The 762 Pulcova rotation and axial orientation provide crucial insights into its daily and seasonal cycles, as well as its orbital dynamics. The 762 Pulcova axial tilt of 0° determines the intensity and nature of seasonal variations. With minimal axial tilt, 762 Pulcova experiences virtually no seasonal changes, maintaining relatively constant temperatures throughout its year. The orbital orientation parameters reveal additional details about 762 Pulcova's position in space. The mean anomaly of 0° indicates the planet's current position in its orbit relative to its perihelion. The argument of periapsis of 0° shows how the orbit's orientation changes over time due to gravitational perturbations. The longitude of ascending node of 0° defines the reference point where the orbit crosses the ecliptic plane.

The 762 Pulcova temperature and atmospheric conditions are fundamental to understanding its habitability and environmental characteristics. The 762 Pulcova average temperature of 0.0 K (-273.1 °C) (-459.7°F) provides the baseline for understanding its climate. These extremely cold temperatures make 762 Pulcova inhospitable to life as we know it, with any atmosphere likely frozen solid on the surface. Compared to Earth's average temperature of 15°C (59°F), 762 Pulcova presents a dramatically different thermal environment. Being farther from the Sun than Earth, 762 Pulcova receives less solar radiation, resulting in cooler conditions.

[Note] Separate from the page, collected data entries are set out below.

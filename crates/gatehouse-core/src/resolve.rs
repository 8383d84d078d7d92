//! Deterministic merge-conflict resolution.
//!
//! Invoked only when a direct merge cannot complete on its own. Each
//! conflicted file is resolved by a fixed rule table: dependency-lock
//! files always keep the integration branch's version, everything else
//! takes the incoming branch's version. Files whose resolution cannot be
//! staged (for example one side deleted the file) are reported back as
//! unresolved; the caller must treat that as a terminal failure for the
//! attempt, not a silent success.

use serde::{Deserialize, Serialize};
use tracing::{debug, warn};

use crate::git::{GitError, GitRepo, MergeSide};

/// Dependency-lock file basenames that always resolve to the integration
/// branch's version. Regenerating a lock file on the integration side is
/// cheaper than auditing an incoming one.
pub const LOCK_FILES: &[&str] = &[
    "Cargo.lock",
    "package-lock.json",
    "yarn.lock",
    "pnpm-lock.yaml",
    "Gemfile.lock",
    "poetry.lock",
    "go.sum",
];

/// Per-file resolution strategy.
#[derive(Debug, Clone, Copy, PartialEq, Eq, Serialize, Deserialize)]
#[serde(rename_all = "snake_case")]
pub enum ResolutionStrategy {
    /// Keep the integration branch's version.
    KeepIntegration,
    /// Take the incoming branch's version.
    TakeIncoming,
}

impl ResolutionStrategy {
    const fn side(self) -> MergeSide {
        match self {
            Self::KeepIntegration => MergeSide::Ours,
            Self::TakeIncoming => MergeSide::Theirs,
        }
    }
}

impl std::fmt::Display for ResolutionStrategy {
    fn fmt(&self, f: &mut std::fmt::Formatter<'_>) -> std::fmt::Result {
        match self {
            Self::KeepIntegration => write!(f, "keep-integration"),
            Self::TakeIncoming => write!(f, "take-incoming"),
        }
    }
}

/// The rule table: which strategy applies to a conflicted path.
#[must_use]
pub fn strategy_for(path: &str) -> ResolutionStrategy {
    let basename = path.rsplit('/').next().unwrap_or(path);
    if LOCK_FILES.contains(&basename) {
        ResolutionStrategy::KeepIntegration
    } else {
        ResolutionStrategy::TakeIncoming
    }
}

/// One successfully staged resolution.
#[derive(Debug, Clone, PartialEq, Eq)]
pub struct ResolvedFile {
    /// Conflicted path.
    pub path: String,
    /// Strategy that was applied.
    pub strategy: ResolutionStrategy,
}

/// Outcome of a conflict-resolution pass.
#[derive(Debug, Clone, Default)]
pub struct ConflictResolution {
    /// Files staged by the rule table.
    pub resolved: Vec<ResolvedFile>,
    /// Files requiring manual intervention.
    pub unresolved: Vec<String>,
}

impl ConflictResolution {
    /// True when every conflicted file was staged.
    #[must_use]
    pub fn is_complete(&self) -> bool {
        self.unresolved.is_empty()
    }
}

/// Errors from conflict resolution.
#[derive(Debug, thiserror::Error)]
#[non_exhaustive]
pub enum ResolveError {
    /// The underlying VCS operation failed.
    #[error(transparent)]
    Git(#[from] GitError),
}

/// Apply the rule table to every conflicted file, staging resolutions.
///
/// The merge is expected to be in progress (after a failed
/// [`GitRepo::merge_no_commit`]). Files that cannot be staged are
/// collected as unresolved rather than failing the pass.
///
/// # Errors
///
/// Returns an error only if git itself cannot be executed.
pub fn resolve_conflicts(
    repo: &GitRepo,
    conflicted: &[String],
) -> Result<ConflictResolution, ResolveError> {
    let mut outcome = ConflictResolution::default();
    for path in conflicted {
        let strategy = strategy_for(path);
        if repo.take_conflict_side(path, strategy.side())? {
            debug!(target: "gatehouse::resolve", path, %strategy, "staged resolution");
            outcome.resolved.push(ResolvedFile {
                path: path.clone(),
                strategy,
            });
        } else {
            warn!(target: "gatehouse::resolve", path, "cannot stage resolution, manual intervention required");
            outcome.unresolved.push(path.clone());
        }
    }
    Ok(outcome)
}

/// Finalize a fully resolved merge with a synthetic merge commit that
/// records the source branch.
///
/// # Errors
///
/// Returns an error if the commit fails.
pub fn finalize_merge(repo: &GitRepo, source_branch: &str) -> Result<(), ResolveError> {
    let message = format!("Merge branch '{source_branch}' (conflicts auto-resolved)");
    repo.commit(&message)?;
    Ok(())
}
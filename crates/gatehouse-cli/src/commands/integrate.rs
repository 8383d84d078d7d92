//! Implementation of the `integrate` command.
//!
//! Drives one reviewed branch through the integration state machine:
//! merge into the integration branch, conflict resolution if needed, the
//! validation gate, the push decision, and cleanup. Every attempt,
//! successful or failed, appends a record to the integration history.

use std::path::Path;

use anyhow::{bail, Context, Result};
use gatehouse_core::gate::CommandValidator;
use gatehouse_core::orchestrator::{
    IntegrateError, IntegrateOptions, IntegrationOrchestrator, IntegrationState,
};

use crate::context::CommandContext;

/// Drive one integration attempt for `branch`.
///
/// Returns exit code 0 when the attempt reached `INTEGRATED` and 1 when
/// it concluded `FAILED_ROLLED_BACK`.
///
/// # Errors
///
/// Returns an error if the branch has no current review, does not
/// exist, or the attempt aborted on a VCS/gate process error.
pub fn run(
    config_path: &Path,
    branch: &str,
    confirm_push: bool,
    override_validation: bool,
) -> Result<u8> {
    let ctx = CommandContext::load(config_path)?;

    if override_validation && !ctx.config.automation.override_on_validation_failure {
        bail!(
            "--override-validation requires automation.override_on_validation_failure = true \
             in the configuration"
        );
    }

    println!("Integrating '{branch}' into '{}'...", ctx.config.integration_branch);

    let validator = CommandValidator::new(ctx.config.gate.clone());
    let orchestrator =
        IntegrationOrchestrator::new(&ctx.repo, &ctx.config, &ctx.store, &validator);
    let options = IntegrateOptions {
        confirm_push,
        override_validation,
    };

    let outcome = match orchestrator.integrate(branch, options) {
        Ok(outcome) => outcome,
        Err(IntegrateError::ReviewRequired { branch }) => {
            bail!("branch '{branch}' has no current review; run `gatehouse review` first")
        }
        Err(err) => {
            return Err(err).context(format!("integration attempt for '{branch}' aborted"))
        }
    };

    println!();
    for (step, state) in outcome.transitions.iter().enumerate() {
        println!("  [{}/{}] {state}", step + 1, outcome.transitions.len());
    }

    let validation = &outcome.record.validation;
    for error in &validation.errors {
        println!("  error: {error}");
    }
    for warning in &validation.warnings {
        println!("  warning: {warning}");
    }

    println!();
    match outcome.state {
        IntegrationState::Integrated => {
            println!(
                "Integrated '{branch}' ({} file(s) changed, pushed to {}: {}).",
                outcome.record.files_changed,
                ctx.config.main_branch,
                if outcome.record.pushed_to_main { "yes" } else { "no" }
            );
            println!("Integration id: {}", outcome.record.integration_id);
            Ok(0)
        }
        _ => {
            println!(
                "Attempt failed and was rolled back; '{}' is unchanged.",
                ctx.config.integration_branch
            );
            println!("Re-review the branch before retrying: gatehouse review");
            Ok(1)
        }
    }
}
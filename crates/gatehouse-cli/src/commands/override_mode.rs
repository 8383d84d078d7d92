//! Implementation of the `override` command.
//!
//! Opens an unrestricted emergency workspace: a branch cut from the
//! integration branch whose changes are not subject to boundary checks
//! (override branches carry no contributor prefix, so the risk analyzer
//! reviews them without an ownership classification). Every override is
//! appended to an audit log in the state directory.

use std::fs::OpenOptions;
use std::io::Write as _;
use std::path::Path;

use anyhow::{bail, Context, Result};
use tracing::warn;

use crate::context::CommandContext;

/// Audit log of override workspaces, one line per invocation.
const OVERRIDE_LOG: &str = "override.log";

/// Branch namespace for emergency workspaces.
pub(crate) const OVERRIDE_PREFIX: &str = "override/";

/// Create and check out `override/<name>` from the integration branch.
///
/// # Errors
///
/// Returns an error if the name is invalid, the branch already exists,
/// or the audit record cannot be written.
pub fn run(config_path: &Path, name: &str) -> Result<u8> {
    validate_name(name)?;
    let ctx = CommandContext::load(config_path)?;

    let branch = format!("{OVERRIDE_PREFIX}{name}");
    if ctx.repo.branch_exists(&branch)? {
        bail!("override workspace '{branch}' already exists");
    }

    ctx.repo
        .create_branch(&branch, &ctx.config.integration_branch)
        .with_context(|| format!("failed to create '{branch}'"))?;

    // The bypass must always leave a trace, even if the branch is later
    // deleted.
    record_override(&ctx, &branch)?;
    warn!(target: "gatehouse::override", branch, "unrestricted workspace opened");

    println!("Opened unrestricted workspace '{branch}'.");
    println!("Boundary checks do not constrain this branch; use it for emergency fixes only.");
    println!("Integrate it like any other branch: gatehouse review && gatehouse integrate {branch}");
    Ok(0)
}

fn validate_name(name: &str) -> Result<()> {
    if name.is_empty() {
        bail!("override workspace name must not be empty");
    }
    if !name
        .chars()
        .all(|c| c.is_ascii_alphanumeric() || c == '-' || c == '_')
    {
        bail!("override workspace name may contain only letters, digits, '-' and '_'");
    }
    Ok(())
}

fn record_override(ctx: &CommandContext, branch: &str) -> Result<()> {
    let path = ctx.store.state_dir().join(OVERRIDE_LOG);
    let mut file = OpenOptions::new()
        .create(true)
        .append(true)
        .open(&path)
        .with_context(|| format!("failed to open {}", path.display()))?;
    writeln!(
        file,
        "{} opened {branch} from {}",
        chrono::Utc::now().to_rfc3339(),
        ctx.config.integration_branch
    )?;
    Ok(())
}

#[cfg(test)]
mod tests {
    use super::*;

    #[test]
    fn test_valid_names_accepted() {
        assert!(validate_name("hotfix-123").is_ok());
        assert!(validate_name("sev1_rollout").is_ok());
    }

    #[test]
    fn test_empty_name_rejected() {
        assert!(validate_name("").is_err());
    }

    #[test]
    fn test_path_like_names_rejected() {
        assert!(validate_name("a/b").is_err());
        assert!(validate_name("..").is_err());
        assert!(validate_name("fix me").is_err());
    }
}
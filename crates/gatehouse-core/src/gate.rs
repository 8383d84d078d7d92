// AGENT-AUTHORED
//! Validation gate.
//!
//! Runs, in sequence, a build step, a test step, a lint step, and a
//! lightweight content scan for hardcoded-secret patterns across the
//! files touched since the previous integrated state.
//!
//! Only the build step is fatal: test and lint failures and secret
//! matches are appended to `warnings` and do not by themselves fail the
//! gate. `passed` is true iff the build step succeeded.
//!
//! Validation is a trait so the orchestrator can be driven by a
//! deterministic implementation in tests; [`CommandValidator`] is the
//! production implementation.

use std::path::Path;
use std::process::Command;

use regex::Regex;
use serde::{Deserialize, Serialize};
use tracing::{debug, info};

use crate::config::GateConfig;

/// Assignments of string literals to secret-looking names.
const SECRET_PATTERN: &str =
    r#"(?i)\b(password|passwd|api[_-]?key|apikey|secret|token)\b\s*[:=]\s*["'][^"']{4,}["']"#;

/// How many trailing output lines a failed step contributes to its
/// finding.
const STEP_OUTPUT_TAIL_LINES: usize = 10;

/// Verdict of one gate run. Created fresh per integration attempt and
/// embedded in the integration record; never persisted standalone.
#[derive(Debug, Clone, PartialEq, Eq, Serialize, Deserialize, Default)]
pub struct ValidationResult {
    /// True iff the build step succeeded.
    pub passed: bool,

    /// Fatal findings (build failures).
    pub errors: Vec<String>,

    /// Advisory findings (test, lint, secret scan).
    pub warnings: Vec<String>,
}

impl ValidationResult {
    /// A passing result with no findings.
    #[must_use]
    pub fn success() -> Self {
        Self {
            passed: true,
            errors: Vec::new(),
            warnings: Vec::new(),
        }
    }

    /// A failing result with one error.
    #[must_use]
    pub fn failure(error: impl Into<String>) -> Self {
        Self {
            passed: false,
            errors: vec![error.into()],
            warnings: Vec::new(),
        }
    }
}

/// Errors from the validation gate.
///
/// A step *failing* is not an error; it is a finding. Errors mean the
/// gate itself could not run (a command could not be spawned, a file
/// could not be read for reasons other than deletion).
#[derive(Debug, thiserror::Error)]
#[non_exhaustive]
pub enum GateError {
    /// A gate command could not be started.
    #[error("failed to spawn {step} command `{command}`: {source}")]
    Spawn {
        /// Which step ("build", "test", "lint").
        step: &'static str,
        /// The command line that failed to start.
        command: String,
        /// Underlying error.
        #[source]
        source: std::io::Error,
    },
}

/// A validation gate implementation.
pub trait Validator {
    /// Validate the merged tree in `workdir`. `changed_files` are the
    /// paths touched since the previous integrated state (input to the
    /// secret scan).
    ///
    /// # Errors
    ///
    /// Returns an error only if the gate itself could not run; step
    /// failures are reported inside the [`ValidationResult`].
    fn validate(&self, workdir: &Path, changed_files: &[String])
        -> Result<ValidationResult, GateError>;
}

/// The production gate: runs the configured build/test/lint commands in
/// the integration worktree, then the secret scan.
pub struct CommandValidator {
    gate: GateConfig,
    secret_pattern: Regex,
}

impl CommandValidator {
    /// Build a validator from gate configuration.
    #[must_use]
    pub fn new(gate: GateConfig) -> Self {
        Self {
            gate,
            // The pattern is a compile-checked constant.
            secret_pattern: Regex::new(SECRET_PATTERN).expect("secret pattern must compile"),
        }
    }

    /// Run one command step. Returns `Ok(None)` on success and
    /// `Ok(Some(finding))` when the command exits unsuccessfully.
    fn run_step(
        &self,
        step: &'static str,
        argv: &[String],
        workdir: &Path,
    ) -> Result<Option<String>, GateError> {
        let Some((program, args)) = argv.split_first() else {
            // An empty command disables the step.
            debug!(target: "gatehouse::gate", step, "step disabled");
            return Ok(None);
        };
        info!(target: "gatehouse::gate", step, command = %argv.join(" "), "running gate step");
        let output = Command::new(program)
            .args(args)
            .current_dir(workdir)
            .output()
            .map_err(|source| GateError::Spawn {
                step,
                command: argv.join(" "),
                source,
            })?;
        if output.status.success() {
            return Ok(None);
        }
        let stderr = String::from_utf8_lossy(&output.stderr);
        let stdout = String::from_utf8_lossy(&output.stdout);
        let detail = tail(if stderr.trim().is_empty() { &stdout } else { &stderr });
        Ok(Some(format!("{step}: `{}` failed: {detail}", argv.join(" "))))
    }

    /// Scan changed files for hardcoded-secret assignments. Deleted or
    /// unreadable files are skipped; the scan is advisory.
    fn scan_secrets(&self, workdir: &Path, changed_files: &[String]) -> Vec<String> {
        let mut findings = Vec::new();
        for file in changed_files {
            let Ok(content) = std::fs::read_to_string(workdir.join(file)) else {
                continue;
            };
            for (idx, line) in content.lines().enumerate() {
                if self.secret_pattern.is_match(line) {
                    findings.push(format!(
                        "security: possible hardcoded secret in {file}:{}",
                        idx + 1
                    ));
                }
            }
        }
        findings
    }
}

impl Validator for CommandValidator {
    fn validate(
        &self,
        workdir: &Path,
        changed_files: &[String],
    ) -> Result<ValidationResult, GateError> {
        let mut result = ValidationResult::success();

        if let Some(finding) = self.run_step("build", &self.gate.build_command, workdir)? {
            result.passed = false;
            result.errors.push(finding);
        }

        if let Some(finding) = self.run_step("test", &self.gate.test_command, workdir)? {
            result.warnings.push(finding);
        }

        if let Some(finding) = self.run_step("lint", &self.gate.lint_command, workdir)? {
            result.warnings.push(finding);
        }

        result
            .warnings
            .extend(self.scan_secrets(workdir, changed_files));

        info!(
            target: "gatehouse::gate",
            passed = result.passed,
            errors = result.errors.len(),
            warnings = result.warnings.len(),
            "gate finished"
        );
        Ok(result)
    }
}

/// A deterministic validator returning a fixed result. Test double for
/// orchestrator flows; never used in production paths.
#[derive(Debug, Clone)]
pub struct StaticValidator {
    result: ValidationResult,
}

impl StaticValidator {
    /// A validator that always returns `result`.
    #[must_use]
    pub const fn new(result: ValidationResult) -> Self {
        Self { result }
    }

    /// A validator that always passes.
    #[must_use]
    pub fn passing() -> Self {
        Self::new(ValidationResult::success())
    }

    /// A validator that always fails the build step.
    #[must_use]
    pub fn failing(error: impl Into<String>) -> Self {
        Self::new(ValidationResult::failure(error))
    }
}

impl Validator for StaticValidator {
    fn validate(
        &self,
        _workdir: &Path,
        _changed_files: &[String],
    ) -> Result<ValidationResult, GateError> {
        Ok(self.result.clone())
    }
}

fn tail(output: &str) -> String {
    let lines: Vec<&str> = output.trim().lines().collect();
    let start = lines.len().saturating_sub(STEP_OUTPUT_TAIL_LINES);
    lines[start..].join(" | ")
}

#[cfg(test)]
mod tests {
    use std::fs;

    use tempfile::TempDir;

    use super::*;

    fn argv(parts: &[&str]) -> Vec<String> {
        parts.iter().map(|p| (*p).to_string()).collect()
    }

    fn gate(build: &[&str], test: &[&str], lint: &[&str]) -> GateConfig {
        GateConfig {
            build_command: argv(build),
            test_command: argv(test),
            lint_command: argv(lint),
        }
    }

    #[test]
    fn test_all_steps_pass() {
        let dir = TempDir::new().unwrap();
        let validator = CommandValidator::new(gate(&["true"], &["true"], &["true"]));
        let result = validator.validate(dir.path(), &[]).unwrap();
        assert!(result.passed);
        assert!(result.errors.is_empty());
        assert!(result.warnings.is_empty());
    }

    #[test]
    fn test_build_failure_is_fatal() {
        let dir = TempDir::new().unwrap();
        let validator = CommandValidator::new(gate(&["false"], &["true"], &["true"]));
        let result = validator.validate(dir.path(), &[]).unwrap();
        assert!(!result.passed);
        assert_eq!(result.errors.len(), 1);
        assert!(result.errors[0].starts_with("build:"));
    }

    #[test]
    fn test_test_and_lint_failures_are_advisory() {
        let dir = TempDir::new().unwrap();
        let validator = CommandValidator::new(gate(&["true"], &["false"], &["false"]));
        let result = validator.validate(dir.path(), &[]).unwrap();
        assert!(result.passed);
        assert!(result.errors.is_empty());
        assert_eq!(result.warnings.len(), 2);
        assert!(result.warnings[0].starts_with("test:"));
        assert!(result.warnings[1].starts_with("lint:"));
    }

    #[test]
    fn test_failed_step_carries_output_tail() {
        let dir = TempDir::new().unwrap();
        let validator = CommandValidator::new(gate(
            &["sh", "-c", "echo compile error >&2; exit 1"],
            &["true"],
            &["true"],
        ));
        let result = validator.validate(dir.path(), &[]).unwrap();
        assert!(!result.passed);
        assert!(result.errors[0].contains("compile error"));
    }

    #[test]
    fn test_empty_command_disables_step() {
        let dir = TempDir::new().unwrap();
        let validator = CommandValidator::new(gate(&[], &[], &[]));
        let result = validator.validate(dir.path(), &[]).unwrap();
        assert!(result.passed);
    }

    #[test]
    fn test_missing_command_is_gate_error() {
        let dir = TempDir::new().unwrap();
        let validator = CommandValidator::new(gate(
            &["definitely-not-a-real-binary-gatehouse"],
            &["true"],
            &["true"],
        ));
        let err = validator.validate(dir.path(), &[]).unwrap_err();
        assert!(matches!(err, GateError::Spawn { step: "build", .. }));
    }

    #[test]
    fn test_secret_scan_flags_assignments() {
        let dir = TempDir::new().unwrap();
        fs::write(
            dir.path().join("config.ts"),
            "const api_key = \"sk-1234567890\";\nconst color = \"blue\";\n",
        )
        .unwrap();
        let validator = CommandValidator::new(gate(&["true"], &["true"], &["true"]));
        let result = validator
            .validate(dir.path(), &["config.ts".to_string()])
            .unwrap();
        assert!(result.passed, "secret findings are advisory");
        assert_eq!(result.warnings.len(), 1);
        assert!(result.warnings[0].contains("config.ts:1"));
    }

    #[test]
    fn test_secret_scan_skips_deleted_files() {
        let dir = TempDir::new().unwrap();
        let validator = CommandValidator::new(gate(&["true"], &["true"], &["true"]));
        let result = validator
            .validate(dir.path(), &["gone.ts".to_string()])
            .unwrap();
        assert!(result.warnings.is_empty());
    }

    #[test]
    fn test_secret_scan_ignores_short_literals() {
        let dir = TempDir::new().unwrap();
        fs::write(dir.path().join("x.py"), "password = \"\"\n").unwrap();
        let validator = CommandValidator::new(gate(&["true"], &["true"], &["true"]));
        let result = validator.validate(dir.path(), &["x.py".to_string()]).unwrap();
        assert!(result.warnings.is_empty());
    }

    #[test]
    fn test_static_validator_is_deterministic() {
        let dir = TempDir::new().unwrap();
        let validator = StaticValidator::failing("build: no");
        for _ in 0..3 {
            let result = validator.validate(dir.path(), &[]).unwrap();
            assert!(!result.passed);
            assert_eq!(result.errors, vec!["build: no".to_string()]);
        }
    }

    #[test]
    fn test_validation_result_serde_roundtrip() {
        let result = ValidationResult {
            passed: false,
            errors: vec!["build: boom".to_string()],
            warnings: vec!["test: flaky".to_string()],
        };
        let json = serde_json::to_string(&result).unwrap();
        let parsed: ValidationResult = serde_json::from_str(&json).unwrap();
        assert_eq!(parsed, result);
    }
}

The 762 Pulcova escape velocity and shape characteristics reveal important details about its gravitational field and rotational dynamics. The 762 Pulcova escape velocity of 0 m/s determines how easily objects can break free from its gravitational pull. This relatively low escape velocity means that gases and light molecules can easily escape into space, making it difficult for 762 Pulcova to retain a substantial atmosphere. The 762 Pulcova flattening of 0.0000% indicates how much the planet's rotation affects its shape. This minimal flattening suggests a nearly spherical shape, indicating either slow rotation or a very rigid internal structure.